• EXERCISE DIRECTIONS: Would you please return the line containing "amm::quote(reserve_a, reserve_b, input_a).ok_or_else(overflow)?;" and all the lines after it through the end of the records below, unchanged and on their own?

● ● ● ●

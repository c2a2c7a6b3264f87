use std::process::ExitCode;
use std::sync::Arc;

use anyhow::{anyhow, Result};
use clap::Parser;
use suilipse::{
    amm,
    config::{AmmCommand, CliArgs, CliConfig, Command, NetworkCommand},
    gateway::{resolve_url, ConnectionRegistry, Gateway},
    rpc::SuiRpcClient,
    wallet::{display_wallet_status, format_sui},
    CoinClient, CoinOutcome,
};
use tokio::sync::Mutex;
use tracing::{error, info};
use tracing_subscriber::{fmt, prelude::*, EnvFilter};

#[tokio::main]
async fn main() -> ExitCode {
    init_tracing();

    let cli = CliArgs::parse();
    match run(cli).await {
        Ok(()) => ExitCode::SUCCESS,
        Err(e) => {
            error!("{e:#}");
            ExitCode::FAILURE
        }
    }
}

fn init_tracing() {
    tracing_subscriber::registry()
        .with(fmt::layer().with_ansi(true))
        .with(EnvFilter::from_default_env().add_directive(tracing::Level::INFO.into()))
        .init();
}

async fn run(cli: CliArgs) -> Result<()> {
    let config = CliConfig::load(cli.chain, cli.state_file)?;
    let mut registry = ConnectionRegistry::<SuiRpcClient>::new();
    registry.set_active(&config.network);

    match cli.command {
        Command::Network { command } => run_network(command, &config, &mut registry),

        Command::Account => {
            let client = setup_client(&config)?;
            let address = client.signer_address()?;
            let balance = client.balance(&registry).await?;
            display_wallet_status(
                &address,
                &config.network,
                &resolve_url(&config.network),
                balance,
            );
            Ok(())
        }

        Command::Object { object_id } => {
            let client = setup_client(&config)?;
            let object = client.lookup_coin_object(&registry, &object_id).await?;
            println!("Object: {}", object.id);
            println!("  Type: {}", object.type_tag);
            println!("  Owner: {}", object.owner);
            Ok(())
        }

        Command::MintAndTransfer {
            cap_id,
            amount,
            recipient,
        } => {
            let client = setup_client(&config)?;
            let outcome = client
                .mint_and_transfer(&registry, &cap_id, amount, &recipient)
                .await?;
            print_outcome("Minted and transferred!", &outcome);
            Ok(())
        }

        Command::Transfer {
            coin_id,
            recipient,
            amount,
        } => {
            let client = setup_client(&config)?;
            let outcome = client
                .transfer(&registry, &coin_id, &recipient, amount)
                .await?;
            print_outcome("Transferred!", &outcome);
            Ok(())
        }

        Command::Merge { primary, to_merge } => {
            let client = setup_client(&config)?;
            let outcome = client.merge(&registry, &primary, &to_merge).await?;
            print_outcome("Merged!", &outcome);
            Ok(())
        }

        // pool math needs neither a connection nor a signer
        Command::Amm { command } => run_amm(&command),
    }
}

fn setup_client(config: &CliConfig) -> Result<CoinClient> {
    let credential = config.credential()?;
    let client = CoinClient::new(credential, config.gas_budget, Arc::new(Mutex::new(())));
    info!(
        signer = %client.signer_address()?,
        network = %config.network,
        gas_budget = client.gas_budget(),
        "Coin client ready"
    );
    Ok(client)
}

fn run_network(
    command: NetworkCommand,
    config: &CliConfig,
    registry: &mut ConnectionRegistry<SuiRpcClient>,
) -> Result<()> {
    match command {
        NetworkCommand::List => {
            let active = registry.active_endpoint();
            println!("Networks:");
            for gateway in Gateway::ALL {
                let marker = if active.as_deref() == Some(gateway.name()) {
                    "*"
                } else {
                    " "
                };
                println!("  {marker} {:<8} {}", gateway.name(), gateway.url());
            }
            if let Some(endpoint) = active.filter(|e| Gateway::from_name(e).is_none()) {
                println!("  * {endpoint} (custom RPC URL)");
            }
        }
        NetworkCommand::Use { endpoint } => {
            registry.set_active(&endpoint);
            config.save_network(&endpoint)?;
            println!("Active network: {endpoint} ({})", resolve_url(&endpoint));
        }
    }
    Ok(())
}

fn run_amm(command: &AmmCommand) -> Result<()> {
    let overflow = || anyhow!("result overflows or divides by zero");
    match *command {
        AmmCommand::Quote {
            reserve_a,
            reserve_b,
            input_a,
        } => {
            let output = amm::quote(reserve_a, reserve_b, input_a).ok_or_else(overflow)?;
            println!("Quote: {output}");
        }
        AmmCommand::Input {
            dx,
            reserve_x,
            reserve_y,
            fee_bps,
        } => {
            let output =
                amm::get_input(dx, reserve_x, reserve_y, fee_bps).ok_or_else(overflow)?;
            println!("Output: {output} (fee {fee_bps} bps)");
        }
        AmmCommand::Lp {
            reserve_x,
            reserve_y,
            dx,
            dy,
            lp_supply,
        } => {
            let minted =
                amm::minted_lp_after_increase_liquidity(reserve_x, reserve_y, dx, dy, lp_supply)
                    .ok_or_else(overflow)?;
            println!("Minted LP: {minted}");
        }
        AmmCommand::Withdraw {
            reserve_x,
            reserve_y,
            lp_value,
            lp_supply,
        } => {
            let (x, y) = amm::withdraw_liquidity(reserve_x, reserve_y, lp_value, lp_supply)
                .ok_or_else(overflow)?;
            println!("Withdrawn: x={x} y={y}");
        }
    }
    Ok(())
}

fn print_outcome(headline: &str, outcome: &CoinOutcome) {
    println!("{headline}");
    println!("Transaction digest: {}", outcome.digest);
    if outcome.gas_cost >= 0 {
        println!("Gas cost: {} SUI", format_sui(outcome.gas_cost as u64));
    } else {
        println!("Gas rebate: {} SUI", format_sui(outcome.gas_cost.unsigned_abs() as u64));
    }
    for id in &outcome.created {
        println!("  Created: {id}");
    }
    for id in &outcome.mutated {
        println!("  Mutated: {id}");
    }
}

● ● ● ●

• ANSWER TO THIS PROBLEM:
            let output = amm::quote(reserve_a, reserve_b, input_a).ok_or_else(overflow)?;
            println!("Quote: {output}");
        }
        AmmCommand::Input {
            dx,
            reserve_x,
            reserve_y,
            fee_bps,
        } => {
            let output =
                amm::get_input(dx, reserve_x, reserve_y, fee_bps).ok_or_else(overflow)?;
            println!("Output: {output} (fee {fee_bps} bps)");
        }
        AmmCommand::Lp {
            reserve_x,
            reserve_y,
            dx,
            dy,
            lp_supply,
        } => {
            let minted =
                amm::minted_lp_after_increase_liquidity(reserve_x, reserve_y, dx, dy, lp_supply)
                    .ok_or_else(overflow)?;
            println!("Minted LP: {minted}");
        }
        AmmCommand::Withdraw {
            reserve_x,
            reserve_y,
            lp_value,
            lp_supply,
        } => {
            let (x, y) = amm::withdraw_liquidity(reserve_x, reserve_y, lp_value, lp_supply)
                .ok_or_else(overflow)?;
            println!("Withdrawn: x={x} y={y}");
        }
    }
    Ok(())
}

fn print_outcome(headline: &str, outcome: &CoinOutcome) {
    println!("{headline}");
    println!("Transaction digest: {}", outcome.digest);
    if outcome.gas_cost >= 0 {
        println!("Gas cost: {} SUI", format_sui(outcome.gas_cost as u64));
    } else {
        println!("Gas rebate: {} SUI", format_sui(outcome.gas_cost.unsigned_abs() as u64));
    }
    for id in &outcome.created {
        println!("  Created: {id}");
    }
    for id in &outcome.mutated {
        println!("  Mutated: {id}");
    }
}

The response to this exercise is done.